April 22, 2009
April 22, 2009
By Traci Scott, BIZ Reporter
According to a recent Nielsen consumer survey, 66 percent of fine dining patrons admit they are going out less often compared to a year ago. This trend was echoed by 65 percent of nightclub patrons, 55 percent of bar patrons, 59 percent of casino and resort patrons and 52 percent of casual dining visitors. A report from Fitch Ratings suggests things aren’t likely to improve anytime soon. Although gas prices are declining and the government stimulus package is in effect, these conditions are being canceled out by rising unemployment and downward pressure on the housing and stock markets.
To counter lagging business, U.S. restaurants and bars are turning to innovative and desperate measures to lure in diners and retain their customers, including the following:
• Free meals. Denny’s offered a free “Grand Slam” breakfast to anyone who visited a Denny’s restaurant back on February 3. The offer attracted two million people in its restaurants the day of the promotion, compared with around 200,000 customers on a typical weekday.
• Two-for-one offers. Denny’s tried another approach earlier in April with its “bring a friend” promotion in which customers received a free “Slamwich” when they bought another one.
• Special promotions. Cici’s Pizza chain has scattered one million pennies covered with stickers offering discounts and free pizzas in public areas around its 650 restaurants in order to attract diners.
• Value-based deals. Dominos Pizza and Starbucks are both offering special packaged deals, such as 3 pizzas for $5/each and a coffee/breakfast sandwich combination.
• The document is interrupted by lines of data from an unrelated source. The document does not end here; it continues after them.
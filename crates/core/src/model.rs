//! Domain entities, shared by every store adapter.
//!
//! The relational and document layouts differ (orders embed their items in
//! the document store, cart items live in their own table/collection in both)
//! but adapters always hand the engine these shapes.

use chrono::{DateTime, SubsecRound, Utc};
use rust_decimal::Decimal;
use serde::{Deserialize, Serialize};

use crate::types::{
    CartId, CartItemId, CartStatus, Email, OrderId, OrderItemId, OrderStatus, Price, ProductId,
    Rating, ReviewId, UserId,
};

/// The current time at millisecond precision.
///
/// BSON dates keep milliseconds while `PostgreSQL` keeps microseconds; entity
/// timestamps are created at the coarser precision so both stores hold the
/// same instant.
#[must_use]
pub fn now() -> DateTime<Utc> {
    truncate_to_millis(Utc::now())
}

/// Drop sub-millisecond precision from `at`.
#[must_use]
pub fn truncate_to_millis(at: DateTime<Utc>) -> DateTime<Utc> {
    at.trunc_subsecs(3)
}

/// A registered shopper.
#[derive(Debug, Clone, PartialEq, Eq, Serialize, Deserialize)]
pub struct User {
    pub id: UserId,
    pub name: String,
    pub email: Email,
    /// Acquisition channel (`organic`, `referral`, `social`, `paid`).
    pub signup_source: String,
    pub created_at: DateTime<Utc>,
}

/// A catalog product.
#[derive(Debug, Clone, PartialEq, Eq, Serialize, Deserialize)]
pub struct Product {
    pub id: ProductId,
    pub name: String,
    pub category: String,
    pub price: Price,
    pub description: Option<String>,
    pub is_active: bool,
    pub created_at: DateTime<Utc>,
}

/// A shopping cart with every item ever added, removed ones included.
#[derive(Debug, Clone, PartialEq, Eq, Serialize, Deserialize)]
pub struct Cart {
    pub id: CartId,
    pub user_id: UserId,
    pub created_at: DateTime<Utc>,
    pub status: CartStatus,
    pub items: Vec<CartItem>,
}

impl Cart {
    /// A new, empty, active cart.
    #[must_use]
    pub fn open(user_id: UserId, created_at: DateTime<Utc>) -> Self {
        Self {
            id: CartId::generate(),
            user_id,
            created_at,
            status: CartStatus::Active,
            items: Vec::new(),
        }
    }

    /// Items not logically removed.
    pub fn current_items(&self) -> impl Iterator<Item = &CartItem> {
        self.items.iter().filter(|item| item.is_current())
    }
}

/// A line added to a cart. Removal is logical: `removed_at` is set, the row stays.
#[derive(Debug, Clone, PartialEq, Eq, Serialize, Deserialize)]
pub struct CartItem {
    pub id: CartItemId,
    pub cart_id: CartId,
    pub product_id: ProductId,
    pub added_at: DateTime<Utc>,
    pub removed_at: Option<DateTime<Utc>>,
}

impl CartItem {
    /// Whether the item is still in the cart.
    #[must_use]
    pub const fn is_current(&self) -> bool {
        self.removed_at.is_none()
    }
}

/// A placed order with its line items.
#[derive(Debug, Clone, PartialEq, Eq, Serialize, Deserialize)]
pub struct Order {
    pub id: OrderId,
    pub user_id: UserId,
    pub order_date: DateTime<Utc>,
    pub status: OrderStatus,
    pub total_amount: Decimal,
    pub items: Vec<OrderItem>,
}

impl Order {
    /// Σ quantity × unit price over the line items.
    #[must_use]
    pub fn items_total(&self) -> Decimal {
        self.items.iter().map(OrderItem::line_total).sum()
    }
}

/// One product line of an order.
#[derive(Debug, Clone, PartialEq, Eq, Serialize, Deserialize)]
pub struct OrderItem {
    pub id: OrderItemId,
    pub order_id: OrderId,
    pub product_id: ProductId,
    pub quantity: u32,
    pub unit_price: Price,
}

impl OrderItem {
    /// quantity × unit price.
    #[must_use]
    pub fn line_total(&self) -> Decimal {
        self.unit_price.times(self.quantity)
    }
}

/// A product review. Several reviews per (user, product) are allowed.
#[derive(Debug, Clone, PartialEq, Eq, Serialize, Deserialize)]
pub struct Review {
    pub id: ReviewId,
    pub user_id: UserId,
    pub product_id: ProductId,
    pub rating: Rating,
    pub comment: Option<String>,
    pub review_date: DateTime<Utc>,
}

/// Every entity of a store, used for seeding and mirroring.
#[derive(Debug, Clone, Default, PartialEq, Eq, Serialize, Deserialize)]
pub struct Snapshot {
    pub users: Vec<User>,
    pub products: Vec<Product>,
    pub carts: Vec<Cart>,
    pub orders: Vec<Order>,
    pub reviews: Vec<Review>,
}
• Honesty-payment options. Several restaurants are offering “pay what you want” pricing options in order to build customer loyalty, with the assumption customers will return and pay full-price when the economy improves. Even though many of these restaurants are not even breaking even utilizing this method, they figure just getting customers in the door will help keep their business running by minimizing losses as much as possible during the downturn.
• Partnerships and value add-ons. In Las Vegas, where the hotel business has seen better days, restaurant and nightclub value add-ons to hotel bookings are making incredibly low room prices seem like an even bigger bargain. Guests receive free vouchers and discounts to the hotel’s on-premise eateries and restaurants.
• On-site enhancements. To get more patrons in the door, bars and nightclubs are trying alternative amenities such as hosting “18 & Up” nights in traditional $21 & Up” establishments, switching from a live music to a dance club format, offering special food and drink combinations, providing more outdoor and patio environment, and marketing through text messaging and social networking in order to attract the younger crowd.
It is too early to tell whether these novel and daring tactics will succeed, but it is evident that the ongoing recession is forcing many restaurants to think far outside the box.
Due to this heavy wooing, discounting and dealing by restaurants and bars, many experts wonder whether customers will ever again be willing to pay full prices or accept traditional eatery offerings, clearly making these strategies a risky venture.